• TASK TO COMPLETE
Filter the listing below, keeping only the lines with the word "withdrawals".
== Segment start ==
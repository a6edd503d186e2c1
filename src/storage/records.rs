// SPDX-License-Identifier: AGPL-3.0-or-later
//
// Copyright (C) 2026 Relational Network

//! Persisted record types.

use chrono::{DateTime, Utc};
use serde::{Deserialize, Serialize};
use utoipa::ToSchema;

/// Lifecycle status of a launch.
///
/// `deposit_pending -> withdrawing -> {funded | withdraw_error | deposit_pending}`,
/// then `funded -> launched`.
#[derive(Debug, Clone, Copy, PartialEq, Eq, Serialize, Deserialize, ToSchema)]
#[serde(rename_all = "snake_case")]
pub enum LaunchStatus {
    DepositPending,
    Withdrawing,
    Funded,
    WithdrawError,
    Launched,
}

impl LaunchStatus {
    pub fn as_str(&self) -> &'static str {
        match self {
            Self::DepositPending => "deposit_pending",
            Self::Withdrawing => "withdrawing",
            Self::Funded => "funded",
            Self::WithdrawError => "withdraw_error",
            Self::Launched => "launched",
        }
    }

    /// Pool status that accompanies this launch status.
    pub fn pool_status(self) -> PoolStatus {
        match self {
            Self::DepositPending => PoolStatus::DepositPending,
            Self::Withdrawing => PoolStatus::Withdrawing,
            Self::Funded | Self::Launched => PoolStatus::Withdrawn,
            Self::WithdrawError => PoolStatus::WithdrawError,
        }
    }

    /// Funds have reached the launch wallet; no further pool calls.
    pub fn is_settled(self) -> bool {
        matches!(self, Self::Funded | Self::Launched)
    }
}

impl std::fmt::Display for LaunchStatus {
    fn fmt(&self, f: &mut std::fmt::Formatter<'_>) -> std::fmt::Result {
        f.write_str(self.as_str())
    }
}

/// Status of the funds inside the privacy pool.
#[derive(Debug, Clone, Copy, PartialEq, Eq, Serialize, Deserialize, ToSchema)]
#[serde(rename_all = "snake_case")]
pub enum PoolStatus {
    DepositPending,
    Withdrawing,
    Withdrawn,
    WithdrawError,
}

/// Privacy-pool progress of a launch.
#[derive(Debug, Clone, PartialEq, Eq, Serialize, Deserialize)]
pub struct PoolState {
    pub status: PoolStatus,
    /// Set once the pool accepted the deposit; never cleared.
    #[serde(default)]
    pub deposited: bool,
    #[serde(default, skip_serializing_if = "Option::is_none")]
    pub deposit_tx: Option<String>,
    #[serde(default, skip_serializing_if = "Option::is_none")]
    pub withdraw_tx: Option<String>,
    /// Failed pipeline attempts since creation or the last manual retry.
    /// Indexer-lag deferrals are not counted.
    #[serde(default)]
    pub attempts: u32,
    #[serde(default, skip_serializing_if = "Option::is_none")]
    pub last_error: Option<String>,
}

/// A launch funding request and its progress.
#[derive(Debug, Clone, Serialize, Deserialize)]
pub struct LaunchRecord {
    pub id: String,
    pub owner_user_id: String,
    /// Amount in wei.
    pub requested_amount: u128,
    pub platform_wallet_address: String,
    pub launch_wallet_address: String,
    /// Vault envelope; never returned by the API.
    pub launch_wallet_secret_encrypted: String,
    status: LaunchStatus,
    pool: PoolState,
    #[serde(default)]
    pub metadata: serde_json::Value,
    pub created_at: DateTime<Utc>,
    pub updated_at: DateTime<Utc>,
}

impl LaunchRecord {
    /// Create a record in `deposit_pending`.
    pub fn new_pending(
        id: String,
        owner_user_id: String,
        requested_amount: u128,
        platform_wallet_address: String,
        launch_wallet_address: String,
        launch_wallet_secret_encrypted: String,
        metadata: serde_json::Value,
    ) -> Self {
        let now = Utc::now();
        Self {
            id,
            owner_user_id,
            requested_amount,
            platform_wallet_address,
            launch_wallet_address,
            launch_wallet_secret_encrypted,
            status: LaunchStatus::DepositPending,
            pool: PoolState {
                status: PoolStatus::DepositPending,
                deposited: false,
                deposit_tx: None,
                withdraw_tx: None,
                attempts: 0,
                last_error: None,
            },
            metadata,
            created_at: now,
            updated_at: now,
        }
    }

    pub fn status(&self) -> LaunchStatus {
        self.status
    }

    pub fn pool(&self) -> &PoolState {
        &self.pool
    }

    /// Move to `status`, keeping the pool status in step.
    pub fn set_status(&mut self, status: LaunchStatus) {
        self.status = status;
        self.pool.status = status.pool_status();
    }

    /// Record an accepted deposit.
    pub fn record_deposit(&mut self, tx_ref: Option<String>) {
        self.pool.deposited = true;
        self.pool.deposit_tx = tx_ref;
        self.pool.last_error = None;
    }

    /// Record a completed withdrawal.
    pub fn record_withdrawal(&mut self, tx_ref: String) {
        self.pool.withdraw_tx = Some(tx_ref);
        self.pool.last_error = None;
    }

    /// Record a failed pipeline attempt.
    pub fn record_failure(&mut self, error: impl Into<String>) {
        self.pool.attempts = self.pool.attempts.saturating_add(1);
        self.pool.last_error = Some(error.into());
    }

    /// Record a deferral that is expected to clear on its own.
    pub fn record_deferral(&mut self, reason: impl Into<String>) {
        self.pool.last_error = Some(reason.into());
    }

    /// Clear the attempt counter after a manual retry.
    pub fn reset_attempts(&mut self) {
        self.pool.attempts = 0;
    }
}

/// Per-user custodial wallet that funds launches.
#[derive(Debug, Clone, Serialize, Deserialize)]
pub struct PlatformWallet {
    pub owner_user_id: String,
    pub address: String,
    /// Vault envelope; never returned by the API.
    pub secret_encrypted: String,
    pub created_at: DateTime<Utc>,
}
== Segment end ==
== Segment start ==
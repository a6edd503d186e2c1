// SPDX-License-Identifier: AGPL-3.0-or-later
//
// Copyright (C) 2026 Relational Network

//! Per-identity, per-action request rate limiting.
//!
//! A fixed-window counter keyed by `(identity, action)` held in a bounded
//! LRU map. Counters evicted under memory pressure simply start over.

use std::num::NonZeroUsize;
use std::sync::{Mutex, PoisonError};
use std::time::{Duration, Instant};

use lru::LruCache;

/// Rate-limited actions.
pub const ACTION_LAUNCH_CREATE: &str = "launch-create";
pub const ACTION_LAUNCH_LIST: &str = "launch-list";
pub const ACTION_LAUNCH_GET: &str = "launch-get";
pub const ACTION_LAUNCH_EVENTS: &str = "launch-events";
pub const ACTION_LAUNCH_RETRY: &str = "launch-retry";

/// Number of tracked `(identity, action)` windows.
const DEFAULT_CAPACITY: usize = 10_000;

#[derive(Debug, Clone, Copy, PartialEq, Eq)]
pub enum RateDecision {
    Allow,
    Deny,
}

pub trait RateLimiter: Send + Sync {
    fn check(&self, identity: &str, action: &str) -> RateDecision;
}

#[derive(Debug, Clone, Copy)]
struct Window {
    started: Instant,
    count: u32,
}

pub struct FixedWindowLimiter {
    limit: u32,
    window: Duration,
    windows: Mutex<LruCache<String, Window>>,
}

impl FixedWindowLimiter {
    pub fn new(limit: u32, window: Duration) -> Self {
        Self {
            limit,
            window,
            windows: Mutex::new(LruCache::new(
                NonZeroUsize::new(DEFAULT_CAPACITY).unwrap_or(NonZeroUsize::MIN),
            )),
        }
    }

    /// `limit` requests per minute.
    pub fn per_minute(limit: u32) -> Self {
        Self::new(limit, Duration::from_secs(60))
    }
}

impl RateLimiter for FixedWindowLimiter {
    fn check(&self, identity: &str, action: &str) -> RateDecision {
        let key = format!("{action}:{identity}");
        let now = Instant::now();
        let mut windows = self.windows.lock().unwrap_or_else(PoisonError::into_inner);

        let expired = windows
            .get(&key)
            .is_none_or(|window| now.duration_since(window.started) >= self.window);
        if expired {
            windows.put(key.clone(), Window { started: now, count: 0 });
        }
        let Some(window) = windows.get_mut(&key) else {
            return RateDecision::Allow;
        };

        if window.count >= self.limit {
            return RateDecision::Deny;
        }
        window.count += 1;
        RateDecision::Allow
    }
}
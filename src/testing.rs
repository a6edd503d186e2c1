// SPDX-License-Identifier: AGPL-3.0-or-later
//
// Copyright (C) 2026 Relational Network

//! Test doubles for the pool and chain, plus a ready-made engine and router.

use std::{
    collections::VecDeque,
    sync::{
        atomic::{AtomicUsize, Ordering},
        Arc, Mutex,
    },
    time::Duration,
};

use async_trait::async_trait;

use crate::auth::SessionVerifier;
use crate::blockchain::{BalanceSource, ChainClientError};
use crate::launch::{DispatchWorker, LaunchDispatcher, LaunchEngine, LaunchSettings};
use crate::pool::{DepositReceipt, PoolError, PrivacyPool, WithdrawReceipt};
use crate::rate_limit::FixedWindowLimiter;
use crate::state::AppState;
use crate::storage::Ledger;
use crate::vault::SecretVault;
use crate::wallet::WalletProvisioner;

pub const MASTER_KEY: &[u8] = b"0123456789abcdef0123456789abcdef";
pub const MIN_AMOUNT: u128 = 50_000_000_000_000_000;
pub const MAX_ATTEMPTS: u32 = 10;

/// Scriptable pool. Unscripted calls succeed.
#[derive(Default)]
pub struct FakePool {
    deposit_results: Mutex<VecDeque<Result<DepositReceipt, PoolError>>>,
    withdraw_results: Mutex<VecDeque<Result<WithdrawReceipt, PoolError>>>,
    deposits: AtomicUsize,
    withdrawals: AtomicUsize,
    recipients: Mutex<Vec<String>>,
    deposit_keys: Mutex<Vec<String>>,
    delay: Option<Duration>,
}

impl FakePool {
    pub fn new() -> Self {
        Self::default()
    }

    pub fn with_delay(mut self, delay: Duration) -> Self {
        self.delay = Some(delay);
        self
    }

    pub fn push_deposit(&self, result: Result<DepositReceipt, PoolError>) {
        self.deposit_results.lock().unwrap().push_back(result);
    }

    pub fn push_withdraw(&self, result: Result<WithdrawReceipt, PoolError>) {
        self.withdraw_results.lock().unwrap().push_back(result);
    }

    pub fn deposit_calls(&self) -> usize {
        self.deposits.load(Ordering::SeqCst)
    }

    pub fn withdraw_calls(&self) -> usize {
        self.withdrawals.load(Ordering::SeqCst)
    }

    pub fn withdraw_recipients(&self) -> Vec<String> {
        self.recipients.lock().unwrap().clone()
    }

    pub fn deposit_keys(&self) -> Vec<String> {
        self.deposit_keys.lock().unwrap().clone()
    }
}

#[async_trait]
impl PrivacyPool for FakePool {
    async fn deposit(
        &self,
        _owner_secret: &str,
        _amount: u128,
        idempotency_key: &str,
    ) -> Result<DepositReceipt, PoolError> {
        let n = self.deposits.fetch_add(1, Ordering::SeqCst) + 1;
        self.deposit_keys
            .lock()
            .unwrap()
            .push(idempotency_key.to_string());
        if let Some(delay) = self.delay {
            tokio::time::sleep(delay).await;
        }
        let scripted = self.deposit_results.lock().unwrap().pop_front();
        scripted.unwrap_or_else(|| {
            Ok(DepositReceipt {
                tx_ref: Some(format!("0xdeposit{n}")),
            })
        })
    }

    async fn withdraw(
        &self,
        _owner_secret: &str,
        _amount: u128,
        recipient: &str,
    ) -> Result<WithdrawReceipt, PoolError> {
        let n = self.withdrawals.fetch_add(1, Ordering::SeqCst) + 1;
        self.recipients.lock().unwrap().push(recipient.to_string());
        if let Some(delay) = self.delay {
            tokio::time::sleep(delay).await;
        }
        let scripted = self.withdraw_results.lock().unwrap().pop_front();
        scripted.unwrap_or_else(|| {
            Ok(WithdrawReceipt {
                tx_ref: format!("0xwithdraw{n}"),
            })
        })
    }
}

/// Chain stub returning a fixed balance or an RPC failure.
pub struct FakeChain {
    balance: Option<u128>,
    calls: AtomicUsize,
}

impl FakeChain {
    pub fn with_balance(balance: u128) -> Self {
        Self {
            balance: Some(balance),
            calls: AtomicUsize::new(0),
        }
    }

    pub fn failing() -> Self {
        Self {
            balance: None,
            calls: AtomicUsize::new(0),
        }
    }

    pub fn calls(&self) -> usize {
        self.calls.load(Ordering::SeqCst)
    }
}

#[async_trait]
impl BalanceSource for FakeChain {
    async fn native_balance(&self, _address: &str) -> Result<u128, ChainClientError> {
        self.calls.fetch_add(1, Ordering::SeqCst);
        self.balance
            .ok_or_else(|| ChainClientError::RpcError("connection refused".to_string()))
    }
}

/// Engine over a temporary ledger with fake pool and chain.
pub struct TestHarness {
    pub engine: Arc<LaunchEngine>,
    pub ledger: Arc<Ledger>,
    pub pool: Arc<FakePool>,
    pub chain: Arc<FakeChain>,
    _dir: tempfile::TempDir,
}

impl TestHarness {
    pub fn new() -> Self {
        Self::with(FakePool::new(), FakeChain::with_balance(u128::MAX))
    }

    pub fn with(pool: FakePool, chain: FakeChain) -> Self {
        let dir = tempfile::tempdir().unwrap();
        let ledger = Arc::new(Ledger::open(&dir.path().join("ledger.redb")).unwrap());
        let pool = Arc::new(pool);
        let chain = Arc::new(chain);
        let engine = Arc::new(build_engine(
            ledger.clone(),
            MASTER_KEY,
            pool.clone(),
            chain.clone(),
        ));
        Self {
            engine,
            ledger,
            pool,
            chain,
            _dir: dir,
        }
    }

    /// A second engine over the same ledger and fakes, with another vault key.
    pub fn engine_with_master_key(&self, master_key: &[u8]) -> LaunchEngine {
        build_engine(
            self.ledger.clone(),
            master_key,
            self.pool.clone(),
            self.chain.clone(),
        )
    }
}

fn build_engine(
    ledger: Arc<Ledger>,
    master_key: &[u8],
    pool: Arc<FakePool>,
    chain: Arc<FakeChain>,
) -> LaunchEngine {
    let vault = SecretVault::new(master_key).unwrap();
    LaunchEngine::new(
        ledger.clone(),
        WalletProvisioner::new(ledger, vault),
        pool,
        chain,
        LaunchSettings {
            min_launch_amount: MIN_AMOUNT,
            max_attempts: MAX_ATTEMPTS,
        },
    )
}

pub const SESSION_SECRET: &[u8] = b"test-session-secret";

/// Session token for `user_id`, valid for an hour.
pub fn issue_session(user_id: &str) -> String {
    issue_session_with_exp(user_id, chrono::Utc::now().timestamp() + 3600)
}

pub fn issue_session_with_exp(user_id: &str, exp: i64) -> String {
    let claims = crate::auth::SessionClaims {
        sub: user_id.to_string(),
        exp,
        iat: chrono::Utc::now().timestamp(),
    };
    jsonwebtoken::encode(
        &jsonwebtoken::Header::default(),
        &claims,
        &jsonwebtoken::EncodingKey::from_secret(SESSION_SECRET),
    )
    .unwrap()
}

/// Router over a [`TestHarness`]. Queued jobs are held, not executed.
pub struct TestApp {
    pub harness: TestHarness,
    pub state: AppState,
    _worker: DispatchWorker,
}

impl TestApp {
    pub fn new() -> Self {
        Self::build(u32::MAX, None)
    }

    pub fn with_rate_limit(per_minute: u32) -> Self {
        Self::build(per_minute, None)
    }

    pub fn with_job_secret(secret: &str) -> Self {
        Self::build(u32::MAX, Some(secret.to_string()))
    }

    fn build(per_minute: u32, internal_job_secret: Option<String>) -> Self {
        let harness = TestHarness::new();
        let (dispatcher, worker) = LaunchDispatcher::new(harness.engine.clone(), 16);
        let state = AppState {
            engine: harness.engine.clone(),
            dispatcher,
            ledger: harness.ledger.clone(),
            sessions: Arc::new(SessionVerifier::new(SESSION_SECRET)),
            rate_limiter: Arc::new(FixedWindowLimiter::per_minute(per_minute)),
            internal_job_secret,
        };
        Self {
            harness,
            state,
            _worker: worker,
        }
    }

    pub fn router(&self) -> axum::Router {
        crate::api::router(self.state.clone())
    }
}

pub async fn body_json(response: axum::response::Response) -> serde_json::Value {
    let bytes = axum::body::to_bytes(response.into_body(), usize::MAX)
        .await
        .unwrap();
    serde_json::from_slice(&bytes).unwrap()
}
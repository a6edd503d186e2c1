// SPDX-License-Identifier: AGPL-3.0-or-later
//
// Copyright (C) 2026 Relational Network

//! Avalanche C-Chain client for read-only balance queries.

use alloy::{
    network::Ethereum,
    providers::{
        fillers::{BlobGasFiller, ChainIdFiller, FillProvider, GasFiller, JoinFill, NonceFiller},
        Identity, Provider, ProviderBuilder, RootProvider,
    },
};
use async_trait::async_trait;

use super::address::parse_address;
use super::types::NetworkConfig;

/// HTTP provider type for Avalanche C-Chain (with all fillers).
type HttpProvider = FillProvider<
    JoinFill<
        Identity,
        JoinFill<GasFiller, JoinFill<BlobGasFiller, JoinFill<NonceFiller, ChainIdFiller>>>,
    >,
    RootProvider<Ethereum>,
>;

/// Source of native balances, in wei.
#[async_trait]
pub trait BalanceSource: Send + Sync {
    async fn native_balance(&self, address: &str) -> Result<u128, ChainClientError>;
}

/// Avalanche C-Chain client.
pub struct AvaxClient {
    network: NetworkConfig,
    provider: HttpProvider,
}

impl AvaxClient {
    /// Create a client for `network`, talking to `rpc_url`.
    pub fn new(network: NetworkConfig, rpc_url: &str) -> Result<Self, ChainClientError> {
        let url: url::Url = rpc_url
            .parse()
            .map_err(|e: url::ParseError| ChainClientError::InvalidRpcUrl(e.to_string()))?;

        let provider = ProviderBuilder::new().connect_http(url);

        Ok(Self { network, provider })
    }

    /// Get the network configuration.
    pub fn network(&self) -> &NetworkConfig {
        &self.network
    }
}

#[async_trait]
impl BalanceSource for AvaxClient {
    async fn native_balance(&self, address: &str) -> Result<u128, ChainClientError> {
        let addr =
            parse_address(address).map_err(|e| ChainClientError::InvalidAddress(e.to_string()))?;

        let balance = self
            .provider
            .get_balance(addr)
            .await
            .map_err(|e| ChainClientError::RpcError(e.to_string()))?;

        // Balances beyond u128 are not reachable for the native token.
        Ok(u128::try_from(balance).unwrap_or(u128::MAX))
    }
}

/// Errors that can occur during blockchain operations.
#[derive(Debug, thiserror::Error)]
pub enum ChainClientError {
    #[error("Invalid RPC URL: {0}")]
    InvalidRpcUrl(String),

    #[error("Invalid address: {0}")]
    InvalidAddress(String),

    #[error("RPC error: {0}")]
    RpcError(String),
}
== Segment end ==
== Segment start ==
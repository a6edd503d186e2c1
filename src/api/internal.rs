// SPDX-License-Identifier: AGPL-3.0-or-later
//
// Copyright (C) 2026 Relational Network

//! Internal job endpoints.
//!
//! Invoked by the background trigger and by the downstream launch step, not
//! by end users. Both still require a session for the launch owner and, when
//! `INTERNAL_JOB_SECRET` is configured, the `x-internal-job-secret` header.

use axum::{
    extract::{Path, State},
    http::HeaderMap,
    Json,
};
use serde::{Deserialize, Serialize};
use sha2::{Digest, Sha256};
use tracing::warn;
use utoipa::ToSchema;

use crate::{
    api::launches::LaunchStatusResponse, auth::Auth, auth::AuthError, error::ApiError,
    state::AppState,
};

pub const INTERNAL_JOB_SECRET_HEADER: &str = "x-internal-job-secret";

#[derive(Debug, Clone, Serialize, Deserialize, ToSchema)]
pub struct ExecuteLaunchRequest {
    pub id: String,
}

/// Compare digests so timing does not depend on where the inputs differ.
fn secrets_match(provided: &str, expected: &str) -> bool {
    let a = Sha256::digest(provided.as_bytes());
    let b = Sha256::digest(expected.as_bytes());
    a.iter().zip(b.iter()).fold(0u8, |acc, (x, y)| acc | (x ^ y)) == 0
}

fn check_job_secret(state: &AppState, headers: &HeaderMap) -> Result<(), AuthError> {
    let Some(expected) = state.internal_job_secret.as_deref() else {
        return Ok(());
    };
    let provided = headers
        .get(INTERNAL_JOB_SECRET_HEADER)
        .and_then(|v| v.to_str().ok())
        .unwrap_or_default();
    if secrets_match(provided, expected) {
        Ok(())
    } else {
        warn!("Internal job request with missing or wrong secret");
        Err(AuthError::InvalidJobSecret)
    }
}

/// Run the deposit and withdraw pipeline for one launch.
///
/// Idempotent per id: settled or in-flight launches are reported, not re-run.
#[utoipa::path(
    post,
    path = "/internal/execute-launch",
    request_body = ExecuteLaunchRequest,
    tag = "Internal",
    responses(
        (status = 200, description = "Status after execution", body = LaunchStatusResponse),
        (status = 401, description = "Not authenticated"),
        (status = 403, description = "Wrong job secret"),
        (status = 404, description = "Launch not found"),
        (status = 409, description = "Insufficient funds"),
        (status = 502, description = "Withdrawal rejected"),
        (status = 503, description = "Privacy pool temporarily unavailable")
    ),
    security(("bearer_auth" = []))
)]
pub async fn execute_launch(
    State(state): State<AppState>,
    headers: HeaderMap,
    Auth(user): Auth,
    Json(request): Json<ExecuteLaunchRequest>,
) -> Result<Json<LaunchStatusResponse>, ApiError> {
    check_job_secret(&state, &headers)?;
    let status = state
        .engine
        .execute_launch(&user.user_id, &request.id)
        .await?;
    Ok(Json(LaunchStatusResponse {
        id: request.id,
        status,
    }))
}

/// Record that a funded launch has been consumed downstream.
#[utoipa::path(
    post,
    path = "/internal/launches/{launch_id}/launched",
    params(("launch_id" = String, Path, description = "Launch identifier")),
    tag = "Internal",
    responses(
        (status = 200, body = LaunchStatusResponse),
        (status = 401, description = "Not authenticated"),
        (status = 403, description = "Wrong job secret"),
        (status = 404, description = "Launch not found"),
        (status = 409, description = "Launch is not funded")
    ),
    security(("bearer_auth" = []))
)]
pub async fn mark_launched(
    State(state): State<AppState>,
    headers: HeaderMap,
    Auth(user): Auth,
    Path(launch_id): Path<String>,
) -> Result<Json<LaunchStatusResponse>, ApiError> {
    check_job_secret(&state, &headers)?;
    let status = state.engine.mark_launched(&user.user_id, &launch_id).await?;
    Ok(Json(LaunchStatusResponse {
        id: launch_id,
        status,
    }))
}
== Segment end ==
• RESPONSE TO THIS EXERCISE
    withdrawals: AtomicUsize,
        self.withdrawals.load(Ordering::SeqCst)
        let n = self.withdrawals.fetch_add(1, Ordering::SeqCst) + 1;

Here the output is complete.